• **Work task**: Type out the entries below again, character for character.

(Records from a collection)
----------------
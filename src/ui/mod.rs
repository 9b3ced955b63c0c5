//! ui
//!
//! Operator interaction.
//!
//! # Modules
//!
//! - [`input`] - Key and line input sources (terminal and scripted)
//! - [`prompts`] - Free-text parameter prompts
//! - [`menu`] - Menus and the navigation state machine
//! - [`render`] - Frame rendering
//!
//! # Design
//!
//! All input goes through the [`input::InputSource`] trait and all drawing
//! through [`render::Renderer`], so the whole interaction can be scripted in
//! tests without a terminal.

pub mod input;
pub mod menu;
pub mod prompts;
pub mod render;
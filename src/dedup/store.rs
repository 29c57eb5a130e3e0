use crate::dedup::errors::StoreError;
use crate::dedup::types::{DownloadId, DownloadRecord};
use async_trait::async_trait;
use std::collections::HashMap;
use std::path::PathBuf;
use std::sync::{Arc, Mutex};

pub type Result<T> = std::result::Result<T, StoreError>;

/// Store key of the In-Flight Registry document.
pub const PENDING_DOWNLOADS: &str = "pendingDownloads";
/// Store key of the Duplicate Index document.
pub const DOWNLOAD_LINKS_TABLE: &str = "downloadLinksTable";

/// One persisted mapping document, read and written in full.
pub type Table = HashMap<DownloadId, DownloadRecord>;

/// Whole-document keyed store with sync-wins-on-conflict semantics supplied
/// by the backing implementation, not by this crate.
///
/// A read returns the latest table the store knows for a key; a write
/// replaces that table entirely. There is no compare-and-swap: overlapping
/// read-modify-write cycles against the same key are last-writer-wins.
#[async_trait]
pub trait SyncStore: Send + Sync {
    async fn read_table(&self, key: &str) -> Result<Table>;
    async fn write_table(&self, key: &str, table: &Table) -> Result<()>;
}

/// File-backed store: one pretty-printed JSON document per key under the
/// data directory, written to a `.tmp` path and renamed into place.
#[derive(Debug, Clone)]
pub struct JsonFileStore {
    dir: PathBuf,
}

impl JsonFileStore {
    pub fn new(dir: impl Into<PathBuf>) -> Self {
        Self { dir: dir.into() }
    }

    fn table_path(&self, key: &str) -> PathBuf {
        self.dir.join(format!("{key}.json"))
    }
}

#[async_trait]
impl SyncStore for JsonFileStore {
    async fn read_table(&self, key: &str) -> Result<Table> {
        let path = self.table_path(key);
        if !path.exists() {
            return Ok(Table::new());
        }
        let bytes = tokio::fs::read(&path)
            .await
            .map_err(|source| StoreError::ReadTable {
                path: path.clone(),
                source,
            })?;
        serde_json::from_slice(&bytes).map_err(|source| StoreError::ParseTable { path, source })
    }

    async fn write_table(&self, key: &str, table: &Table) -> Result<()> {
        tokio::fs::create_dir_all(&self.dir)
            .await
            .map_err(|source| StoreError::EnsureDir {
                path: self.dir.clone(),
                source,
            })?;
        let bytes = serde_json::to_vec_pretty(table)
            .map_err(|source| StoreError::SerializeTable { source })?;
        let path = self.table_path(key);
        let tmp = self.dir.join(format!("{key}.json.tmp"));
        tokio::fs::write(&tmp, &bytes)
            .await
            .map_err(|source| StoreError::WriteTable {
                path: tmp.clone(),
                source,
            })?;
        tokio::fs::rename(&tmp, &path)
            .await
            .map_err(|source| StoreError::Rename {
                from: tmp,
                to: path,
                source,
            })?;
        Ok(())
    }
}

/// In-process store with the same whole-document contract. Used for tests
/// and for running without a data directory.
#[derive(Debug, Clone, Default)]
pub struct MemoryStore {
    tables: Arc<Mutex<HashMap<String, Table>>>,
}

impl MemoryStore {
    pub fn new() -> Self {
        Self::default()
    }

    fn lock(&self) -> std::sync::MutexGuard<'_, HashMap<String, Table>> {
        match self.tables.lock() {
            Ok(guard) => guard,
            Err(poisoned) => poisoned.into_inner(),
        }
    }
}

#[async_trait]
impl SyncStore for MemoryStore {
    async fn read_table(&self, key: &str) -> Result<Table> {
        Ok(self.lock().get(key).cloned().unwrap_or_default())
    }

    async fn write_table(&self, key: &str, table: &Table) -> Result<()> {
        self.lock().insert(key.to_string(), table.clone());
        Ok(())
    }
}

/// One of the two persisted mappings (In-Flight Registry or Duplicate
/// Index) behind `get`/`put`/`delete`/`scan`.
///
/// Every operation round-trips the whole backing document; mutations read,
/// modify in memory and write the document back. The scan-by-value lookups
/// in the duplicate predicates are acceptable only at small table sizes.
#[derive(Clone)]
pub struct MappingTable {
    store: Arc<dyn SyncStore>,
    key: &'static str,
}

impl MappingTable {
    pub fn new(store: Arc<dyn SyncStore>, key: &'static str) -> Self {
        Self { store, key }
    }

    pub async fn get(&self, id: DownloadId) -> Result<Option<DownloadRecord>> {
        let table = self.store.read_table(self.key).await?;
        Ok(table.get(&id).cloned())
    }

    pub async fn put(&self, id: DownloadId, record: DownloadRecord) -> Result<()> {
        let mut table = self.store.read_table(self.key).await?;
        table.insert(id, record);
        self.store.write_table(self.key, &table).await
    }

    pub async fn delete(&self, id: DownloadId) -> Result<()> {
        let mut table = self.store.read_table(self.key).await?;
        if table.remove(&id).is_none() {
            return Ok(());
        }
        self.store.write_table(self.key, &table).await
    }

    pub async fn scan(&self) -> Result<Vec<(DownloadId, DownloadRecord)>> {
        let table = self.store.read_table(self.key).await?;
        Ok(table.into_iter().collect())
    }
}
----------------
• **The answer**:
filename src/ui/mod.rs
repository 9b3ced955b63c0c5
//! ui
//!
//! Operator interaction.
//!
//! # Modules
//!
//! - [`input`] - Key and line input sources (terminal and scripted)
//! - [`prompts`] - Free-text parameter prompts
//! - [`menu`] - Menus and the navigation state machine
//! - [`render`] - Frame rendering
//!
//! # Design
//!
//! All input goes through the [`input::InputSource`] trait and all drawing
//! through [`render::Renderer`], so the whole interaction can be scripted in
//! tests without a terminal.

pub mod input;
pub mod menu;
pub mod prompts;
pub mod render;
filename src/dedup/store.rs
repository 29c57eb5a130e3e0
use crate::dedup::errors::StoreError;
use crate::dedup::types::{DownloadId, DownloadRecord};
use async_trait::async_trait;
use std::collections::HashMap;
use std::path::PathBuf;
use std::sync::{Arc, Mutex};

pub type Result<T> = std::result::Result<T, StoreError>;

/// Store key of the In-Flight Registry document.
pub const PENDING_DOWNLOADS: &str = "pendingDownloads";
/// Store key of the Duplicate Index document.
pub const DOWNLOAD_LINKS_TABLE: &str = "downloadLinksTable";

/// One persisted mapping document, read and written in full.
pub type Table = HashMap<DownloadId, DownloadRecord>;

/// Whole-document keyed store with sync-wins-on-conflict semantics supplied
/// by the backing implementation, not by this crate.
///
/// A read returns the latest table the store knows for a key; a write
/// replaces that table entirely. There is no compare-and-swap: overlapping
/// read-modify-write cycles against the same key are last-writer-wins.
#[async_trait]
pub trait SyncStore: Send + Sync {
    async fn read_table(&self, key: &str) -> Result<Table>;
    async fn write_table(&self, key: &str, table: &Table) -> Result<()>;
}

/// File-backed store: one pretty-printed JSON document per key under the
/// data directory, written to a `.tmp` path and renamed into place.
#[derive(Debug, Clone)]
pub struct JsonFileStore {
    dir: PathBuf,
}

impl JsonFileStore {
    pub fn new(dir: impl Into<PathBuf>) -> Self {
        Self { dir: dir.into() }
    }

    fn table_path(&self, key: &str) -> PathBuf {
        self.dir.join(format!("{key}.json"))
    }
}

#[async_trait]
impl SyncStore for JsonFileStore {
    async fn read_table(&self, key: &str) -> Result<Table> {
        let path = self.table_path(key);
        if !path.exists() {
            return Ok(Table::new());
        }
        let bytes = tokio::fs::read(&path)
            .await
            .map_err(|source| StoreError::ReadTable {
                path: path.clone(),
                source,
            })?;
        serde_json::from_slice(&bytes).map_err(|source| StoreError::ParseTable { path, source })
    }

    async fn write_table(&self, key: &str, table: &Table) -> Result<()> {
        tokio::fs::create_dir_all(&self.dir)
            .await
            .map_err(|source| StoreError::EnsureDir {
                path: self.dir.clone(),
                source,
            })?;
        let bytes = serde_json::to_vec_pretty(table)
            .map_err(|source| StoreError::SerializeTable { source })?;
        let path = self.table_path(key);
        let tmp = self.dir.join(format!("{key}.json.tmp"));
        tokio::fs::write(&tmp, &bytes)
            .await
            .map_err(|source| StoreError::WriteTable {
                path: tmp.clone(),
                source,
            })?;
        tokio::fs::rename(&tmp, &path)
            .await
            .map_err(|source| StoreError::Rename {
                from: tmp,
                to: path,
                source,
            })?;
        Ok(())
    }
}

/// In-process store with the same whole-document contract. Used for tests
/// and for running without a data directory.
#[derive(Debug, Clone, Default)]
pub struct MemoryStore {
    tables: Arc<Mutex<HashMap<String, Table>>>,
}

impl MemoryStore {
    pub fn new() -> Self {
        Self::default()
    }

    fn lock(&self) -> std::sync::MutexGuard<'_, HashMap<String, Table>> {
        match self.tables.lock() {
            Ok(guard) => guard,
            Err(poisoned) => poisoned.into_inner(),
        }
    }
}

#[async_trait]
impl SyncStore for MemoryStore {
    async fn read_table(&self, key: &str) -> Result<Table> {
        Ok(self.lock().get(key).cloned().unwrap_or_default())
    }

    async fn write_table(&self, key: &str, table: &Table) -> Result<()> {
        self.lock().insert(key.to_string(), table.clone());
        Ok(())
    }
}

/// One of the two persisted mappings (In-Flight Registry or Duplicate
/// Index) behind `get`/`put`/`delete`/`scan`.
///
/// Every operation round-trips the whole backing document; mutations read,
/// modify in memory and write the document back. The scan-by-value lookups
/// in the duplicate predicates are acceptable only at small table sizes.
#[derive(Clone)]
pub struct MappingTable {
    store: Arc<dyn SyncStore>,
    key: &'static str,
}

impl MappingTable {
    pub fn new(store: Arc<dyn SyncStore>, key: &'static str) -> Self {
        Self { store, key }
    }

    pub async fn get(&self, id: DownloadId) -> Result<Option<DownloadRecord>> {
        let table = self.store.read_table(self.key).await?;
        Ok(table.get(&id).cloned())
    }

    pub async fn put(&self, id: DownloadId, record: DownloadRecord) -> Result<()> {
        let mut table = self.store.read_table(self.key).await?;
        table.insert(id, record);
        self.store.write_table(self.key, &table).await
    }

    pub async fn delete(&self, id: DownloadId) -> Result<()> {
        let mut table = self.store.read_table(self.key).await?;
        if table.remove(&id).is_none() {
            return Ok(());
        }
        self.store.write_table(self.key, &table).await
    }

    pub async fn scan(&self) -> Result<Vec<(DownloadId, DownloadRecord)>> {
        let table = self.store.read_table(self.key).await?;
        Ok(table.into_iter().collect())
    }
}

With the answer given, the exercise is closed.